Sigara içmek ise yaşam beklentisini yaklaşık bir yıl dokuz ay kadar kısaltıyor. Alkol tüketiminde de sekiz aylık bir azalmaya işaret ediliyor.

AQLI’ye göre, güvenli olmayan su ve sanitasyon, yaşam süresi tahmininde yedi aylık bir azalmaya yol açarken, çatışma ve terör sadece dokuz günlük bir azalmaya işaret ediyor.

Raporun araştırmacıları, sigara veya alkolün aksine hava kirliliğinin "kaçınılması neredeyse imkansız" olduğunu söylüyor.

Artan sağlık riskleri nedeniyle, geçen yıl DSÖ 2005’ten bu yana ilk kez, önerilen 10 µg/m3’ten (μg/m3: metreküpte mikrogram) 5 µg/m3’e kadar olan, insanların soluması gereken kabul edilebilir hava kirliliği düzeyine ilişkin kılavuzunu güncelledi. AQLI analizine göre, revize edilmiş kritere göre, dünya nüfusunun neredeyse yüzde 97’si hava kirliliğinin önerilen seviyeyi aştığı bölgelerde yaşıyor.

NEFES ALMANIN EN ÖLÜMCÜL OLDUĞU BÖLGE: GÜNEY ASYA 

Rapora göre Güney Asya dünyanın en kirli bölgesi ve nefes almanın en ölümcül olduğu yer. Artan kirlilik seviyeleri, bölge geliştikçe ve nüfus arttıkça daha da ortaya çıkıyor ve bu da daha fazla fosil yakıt kullanımını ortaya çıkarıyor.

Bangladeş en kirli ülke olurken, 2013’ten bu yana dünyada artan kirliliğin yaklaşık yüzde 44’ü Hindistan’dan geliyor. Mevcut seviyeler devam ederse, Güney Asya sakinlerinin ortalama olarak yaklaşık beş yıllık yaşamlarını kaybedecekleri tahmin ediliyor.

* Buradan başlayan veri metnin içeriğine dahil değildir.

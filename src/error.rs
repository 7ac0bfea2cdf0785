use std::fmt;

/// Error type for batchcall operations
/// Implements Clone so a fault can be stored in a batch slot
#[derive(Debug, Clone, PartialEq, Eq)]
pub enum Error
{   /// API key is missing for a provider
    MissingApiKey(String)
  , /// HTTP transport error
    HttpError(String)
  , /// API returned an error status
    ApiError(String)
  , /// Failed to parse API response
    ParseError(String)
  , /// Backend call exceeded its timeout
    Timeout
  , /// Response failed a post-hoc validation check
    Validation(String)
  , /// Invalid configuration
    InvalidConfiguration(String)
  , /// Concurrency gate was closed while waiting for a permit
    GateClosed
  , /// A spawned request task panicked or was cancelled
    TaskFailed(String)
  , /// Could not start the blocking runtime
    Runtime(String)
  , /// Generic error
    Other(String)
}

impl fmt::Display for Error
{   fn fmt(&self, f: &mut fmt::Formatter<'_>)
      -> fmt::Result
    {   match self
        {   Error::MissingApiKey(provider) => {
              write!(f, "Missing API key for: {}", provider)
            }
          , Error::HttpError(msg) => {
              write!(f, "HTTP error: {}", msg)
            }
          , Error::ApiError(msg) => {
              write!(f, "API error: {}", msg)
            }
          , Error::ParseError(msg) => {
              write!(f, "Parse error: {}", msg)
            }
          , Error::Timeout => {
              write!(f, "Request timed out")
            }
          , Error::Validation(msg) => {
              write!(f, "{}", msg)
            }
          , Error::InvalidConfiguration(msg) => {
              write!(f, "Invalid configuration: {}", msg)
            }
          , Error::GateClosed => {
              write!(f, "Concurrency gate closed")
            }
          , Error::TaskFailed(msg) => {
              write!(f, "Request task failed: {}", msg)
            }
          , Error::Runtime(msg) => {
              write!(f, "Runtime error: {}", msg)
            }
          , Error::Other(msg) => {
              write!(f, "Error: {}", msg)
            }
        }
    }
}

impl std::error::Error for Error {}

impl From<String> for Error
{   fn from(s: String) -> Self
    {   Error::Other(s)
    }
}

impl From<&str> for Error
{   fn from(s: &str) -> Self
    {   Error::Other(s.to_string())
    }
}

pub type Result<T> = std::result::Result<T, Error>;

Raporda, Hindistan’ın başkenti Yeni Delhi’nin "dünyanın en kirli mega kenti" olduğu ve ortalama yıllık kirlilik seviyelerinin DSÖ kılavuzunun 21 katına ulaştığı belirtiliyor.

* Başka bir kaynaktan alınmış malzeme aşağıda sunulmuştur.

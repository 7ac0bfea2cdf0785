//! Counting permit pool bounding in-flight backend calls

use std::sync::Arc;
use log::trace;
use tokio::sync::{OwnedSemaphorePermit, Semaphore};
use crate::error::{Error, Result};

/// Concurrency gate shared by all requests of one client
#[derive(Debug, Clone)]
pub struct ConcurrencyGate
{   semaphore: Arc<Semaphore>
  , limit: usize
}

/// A held permit; dropping it returns the permit on every exit path
#[derive(Debug)]
pub struct GatePermit
{   _permit: OwnedSemaphorePermit
}

impl ConcurrencyGate
{   /// Gate with `limit` permits, floored at 1
    pub fn new(limit: usize) -> Self
    {   let limit = limit.max(1);
        ConcurrencyGate
        {   semaphore: Arc::new(Semaphore::new(limit))
          , limit
        }
    }

    pub fn limit(&self) -> usize
    {   self.limit
    }

    /// Permits currently free
    pub fn available(&self) -> usize
    {   self.semaphore.available_permits()
    }

    /// Wait for a free permit
    pub async fn acquire(&self) -> Result<GatePermit>
    {   let permit = self.semaphore
          .clone()
          .acquire_owned()
          .await
          .map_err(|_| Error::GateClosed)?;
        trace!(
          "Gate permit acquired, {} of {} free",
          self.available(), self.limit
        );
        Ok(GatePermit { _permit: permit })
    }

    /// Stop handing out permits; pending and future waiters fail
    pub fn close(&self)
    {   self.semaphore.close();
    }
}
//! HTTP surface: axum router over a shared [`ConversionService`].

mod error;
mod routes;

pub use error::{ApiError, ReplyStyle};

use crate::lifecycle::ConversionService;
use axum::extract::DefaultBodyLimit;
use axum::routing::{get, post};
use axum::Router;
use std::future::Future;
use std::sync::Arc;
use tokio::net::TcpListener;
use tower_http::trace::TraceLayer;
use tracing::info;

/// Room for multipart boundaries and the text fields on top of the file.
const MULTIPART_OVERHEAD: usize = 64 * 1024;

/// Build the application router.
pub fn router(service: Arc<ConversionService>) -> Router {
    let body_limit = service
        .config()
        .max_upload_bytes
        .saturating_add(MULTIPART_OVERHEAD);
    Router::new()
        .route("/", get(routes::index))
        .route("/convert", post(routes::convert))
        .route("/formats", get(routes::formats))
        .route("/health", get(routes::health))
        .layer(DefaultBodyLimit::max(body_limit))
        .layer(TraceLayer::new_for_http())
        .with_state(service)
}

/// Serve until `shutdown` resolves, then drain in-flight requests.
pub async fn serve<F>(
    listener: TcpListener,
    service: Arc<ConversionService>,
    shutdown: F,
) -> std::io::Result<()>
where
    F: Future<Output = ()> + Send + 'static,
{
    if let Ok(addr) = listener.local_addr() {
        info!(%addr, "HTTP server listening");
    }
    axum::serve(listener, router(service))
        .with_graceful_shutdown(shutdown)
        .await
}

Orta ve Batı Afrika’nın yüzde 97’sinden fazlasının DSÖ standartlarına göre güvenli olmayan kirlilik seviyelerine sahip olduğu kabul ediliyor. Oran Amerika Birleşik Devletleri’nde yüzde 92,8 ve Avrupa’da yüzde 95,5.

Raporda, Amerika Birleşik Devletleri ve Avrupa’nın güçlü kirlilik kurallarını büyük ölçüde başarıyla uyguladığı, ancak hükümetin konuya yeniden odaklanması gerektiği ifade ediliyor.

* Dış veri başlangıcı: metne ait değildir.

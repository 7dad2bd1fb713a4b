//! Tabular data: read the first sheet of a workbook (or a CSV) into a grid
//! of strings, and write that grid as CSV, aligned text, or .xlsx.

use super::ooxml::{xml_text, PackageWriter, XML_DECL};
use crate::error::ConvertError;
use crate::format::Format;
use calamine::{open_workbook_auto, Data, ExcelDateTime, Reader};
use chrono::NaiveTime;
use std::path::Path;
use tracing::debug;

/// A rectangular-ish grid of cells. Rows may differ in length.
#[derive(Debug, Default, Clone, PartialEq)]
pub struct Table {
    pub rows: Vec<Vec<String>>,
}

impl Table {
    fn width(&self) -> usize {
        self.rows.iter().map(Vec::len).max().unwrap_or(0)
    }
}

pub fn read(path: &Path, source: Format) -> Result<Table, ConvertError> {
    let table = match source {
        Format::Csv => read_csv(path)?,
        _ => read_workbook(path)?,
    };
    debug!(
        "read {} rows × {} columns from {}",
        table.rows.len(),
        table.width(),
        path.display()
    );
    Ok(table)
}

fn read_csv(path: &Path) -> Result<Table, ConvertError> {
    let mut reader = csv::ReaderBuilder::new()
        .has_headers(false)
        .flexible(true)
        .from_path(path)?;
    let mut rows = Vec::new();
    for record in reader.byte_records() {
        let record = record?;
        rows.push(
            record
                .iter()
                .map(|field| String::from_utf8_lossy(field).into_owned())
                .collect(),
        );
    }
    Ok(Table { rows })
}

/// First worksheet only; further sheets are ignored. Cells keep their sheet
/// position, so data starting at C3 gets two empty rows and columns first.
fn read_workbook(path: &Path) -> Result<Table, ConvertError> {
    let mut workbook = open_workbook_auto(path)?;
    let first = workbook
        .sheet_names()
        .first()
        .cloned()
        .ok_or_else(|| ConvertError::Spreadsheet("workbook has no worksheets".into()))?;
    let range = workbook.worksheet_range(&first)?;
    let Some((top, left)) = range.start() else {
        return Ok(Table::default());
    };
    let (top, left) = (top as usize, left as usize);
    let width = left + range.width();

    let mut rows = vec![vec![String::new(); width]; top];
    rows.extend(range.rows().map(|row| {
        std::iter::repeat(String::new())
            .take(left)
            .chain(row.iter().map(cell_text))
            .collect()
    }));
    Ok(Table { rows })
}

fn cell_text(cell: &Data) -> String {
    match cell {
        Data::Empty => String::new(),
        Data::Float(f) if f.fract() == 0.0 && f.abs() < 1e15 => format!("{}", *f as i64),
        Data::DateTime(dt) => date_text(dt),
        Data::DateTimeIso(iso) => iso
            .strip_suffix("T00:00:00")
            .map(str::to_owned)
            .unwrap_or_else(|| iso.replacen('T', " ", 1)),
        other => other.to_string(),
    }
}

/// ISO date, with the time only when there is one. Durations print as
/// `h:mm:ss`.
fn date_text(dt: &ExcelDateTime) -> String {
    if dt.is_duration() {
        if let Some(d) = dt.as_duration() {
            let secs = d.num_seconds();
            let sign = if secs < 0 { "-" } else { "" };
            let secs = secs.abs();
            return format!("{sign}{}:{:02}:{:02}", secs / 3600, secs / 60 % 60, secs % 60);
        }
    }
    let serial = dt.as_f64();
    match dt.as_datetime() {
        Some(t) if (0.0..1.0).contains(&serial) => t.format("%H:%M:%S").to_string(),
        Some(t) if t.time() == NaiveTime::MIN => t.format("%Y-%m-%d").to_string(),
        Some(t) => t.format("%Y-%m-%d %H:%M:%S").to_string(),
        None => serial.to_string(),
    }
}

pub fn to_csv(table: &Table) -> Result<Vec<u8>, ConvertError> {
    let mut writer = csv::WriterBuilder::new()
        .flexible(true)
        .from_writer(Vec::new());
    for row in &table.rows {
        writer.write_record(row)?;
    }
    writer
        .into_inner()
        .map_err(|e| ConvertError::Spreadsheet(e.to_string()))
}

/// Fixed-width columns separated by two spaces, trailing blanks trimmed.
pub fn to_text(table: &Table) -> Vec<u8> {
    let mut widths = vec![0usize; table.width()];
    for row in &table.rows {
        for (i, cell) in row.iter().enumerate() {
            widths[i] = widths[i].max(cell.chars().count());
        }
    }

    let mut out = String::new();
    for row in &table.rows {
        let mut line = String::new();
        for (i, cell) in row.iter().enumerate() {
            if i > 0 {
                line.push_str("  ");
            }
            line.push_str(cell);
            let pad = widths[i] - cell.chars().count();
            line.extend(std::iter::repeat(' ').take(pad));
        }
        out.push_str(line.trim_end());
        out.push('\n');
    }
    out.into_bytes()
}

/// Spreadsheet column name: 0 → A, 25 → Z, 26 → AA.
fn column_name(mut idx: usize) -> String {
    let mut name = Vec::new();
    loop {
        name.push(b'A' + (idx % 26) as u8);
        if idx < 26 {
            break;
        }
        idx = idx / 26 - 1;
    }
    name.reverse();
    String::from_utf8_lossy(&name).into_owned()
}

/// Numbers are stored as numbers unless that would change how they read
/// (leading zeros, a leading `+`, surrounding spaces).
fn as_number(cell: &str) -> Option<f64> {
    if cell.is_empty() || cell.trim() != cell || cell.starts_with('+') {
        return None;
    }
    let digits = cell.trim_start_matches('-');
    if digits.len() > 1 && digits.starts_with('0') && !digits.starts_with("0.") {
        return None;
    }
    cell.parse::<f64>().ok().filter(|f| f.is_finite())
}

fn sheet_xml(table: &Table) -> String {
    let mut data = String::new();
    for (r, row) in table.rows.iter().enumerate() {
        let r = r + 1;
        data.push_str(&format!(r#"<row r="{r}">"#));
        for (c, cell) in row.iter().enumerate() {
            if cell.is_empty() {
                continue;
            }
            let reference = format!("{}{r}", column_name(c));
            match as_number(cell) {
                Some(_) => data.push_str(&format!(r#"<c r="{reference}"><v>{cell}</v></c>"#)),
                None => data.push_str(&format!(
                    r#"<c r="{reference}" t="inlineStr"><is><t xml:space="preserve">{}</t></is></c>"#,
                    xml_text(cell)
                )),
            }
        }
        data.push_str("</row>");
    }
    format!(
        r#"{XML_DECL}
<worksheet xmlns="http://schemas.openxmlformats.org/spreadsheetml/2006/main"><sheetData>{data}</sheetData></worksheet>"#
    )
}

pub fn to_xlsx(table: &Table) -> Result<Vec<u8>, ConvertError> {
    let content_types = format!(
        r#"{XML_DECL}
<Types xmlns="http://schemas.openxmlformats.org/package/2006/content-types"><Default Extension="rels" ContentType="application/vnd.openxmlformats-package.relationships+xml"/><Default Extension="xml" ContentType="application/xml"/><Override PartName="/xl/workbook.xml" ContentType="application/vnd.openxmlformats-officedocument.spreadsheetml.sheet.main+xml"/><Override PartName="/xl/worksheets/sheet1.xml" ContentType="application/vnd.openxmlformats-officedocument.spreadsheetml.worksheet+xml"/></Types>"#
    );
    let root_rels = format!(
        r#"{XML_DECL}
<Relationships xmlns="http://schemas.openxmlformats.org/package/2006/relationships"><Relationship Id="rId1" Type="http://schemas.openxmlformats.org/officeDocument/2006/relationships/officeDocument" Target="xl/workbook.xml"/></Relationships>"#
    );
    let workbook = format!(
        r#"{XML_DECL}
<workbook xmlns="http://schemas.openxmlformats.org/spreadsheetml/2006/main" xmlns:r="http://schemas.openxmlformats.org/officeDocument/2006/relationships"><sheets><sheet name="Sheet1" sheetId="1" r:id="rId1"/></sheets></workbook>"#
    );
    let workbook_rels = format!(
        r#"{XML_DECL}
<Relationships xmlns="http://schemas.openxmlformats.org/package/2006/relationships"><Relationship Id="rId1" Type="http://schemas.openxmlformats.org/officeDocument/2006/relationships/worksheet" Target="worksheets/sheet1.xml"/></Relationships>"#
    );

    let mut package = PackageWriter::new(Format::Xlsx);
    package.add("[Content_Types].xml", content_types.as_bytes())?;
    package.add("_rels/.rels", root_rels.as_bytes())?;
    package.add("xl/workbook.xml", workbook.as_bytes())?;
    package.add("xl/_rels/workbook.xml.rels", workbook_rels.as_bytes())?;
    package.add("xl/worksheets/sheet1.xml", sheet_xml(table).as_bytes())?;
    package.finish()
}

Buna göre; hava kirliliğini DSÖ yönergesini karşılamak için kalıcı olarak azaltmak, küresel ortalama yaşam süresi tahminine 2,2 yıl ekleyebilir. Bu durumda ise ortalama rakam 74,2 yıla yükselebilir. Bu tahminin gerçekleşmesi durumunda dünya nüfusu toplamda 17 milyar yıl kazanabilir.

HAVA KİRLİLİĞİNİN İKLİM DEĞİŞİKLİĞİ İLE İLGİSİ

Raporda, hava kirliliğinin iklim değişikliğiyle "derinden bağlantılı" olduğu ve bununla mücadele etmenin bir taşla iki kuş vurmak anlamına geleceği de aktarıldı.

Araştırmacılar, "Politika, insanların daha uzun ve daha sağlıklı yaşamalarını sağlayacak ve iklim değişikliğinin maliyetlerini azaltacak fosil yakıtlara olan bağımlılığı aynı anda azaltabilir" görüşünü paylaştı.

Raporu sunan araştırmacılara göre bu amaç daha fazla finansman ve siyasi irade gerektiriyor. AQLI direktörü Christa Hasenkopf, raporun girişinde, küresel olarak tüm hayırsever kuruluşlar tarafından her yıl hava kirliliğine 45 milyon dolardan az harcandığını ve bunun da toplam yıllık hibelerin yüzde 0,1’ini temsil ettiğini yazdı.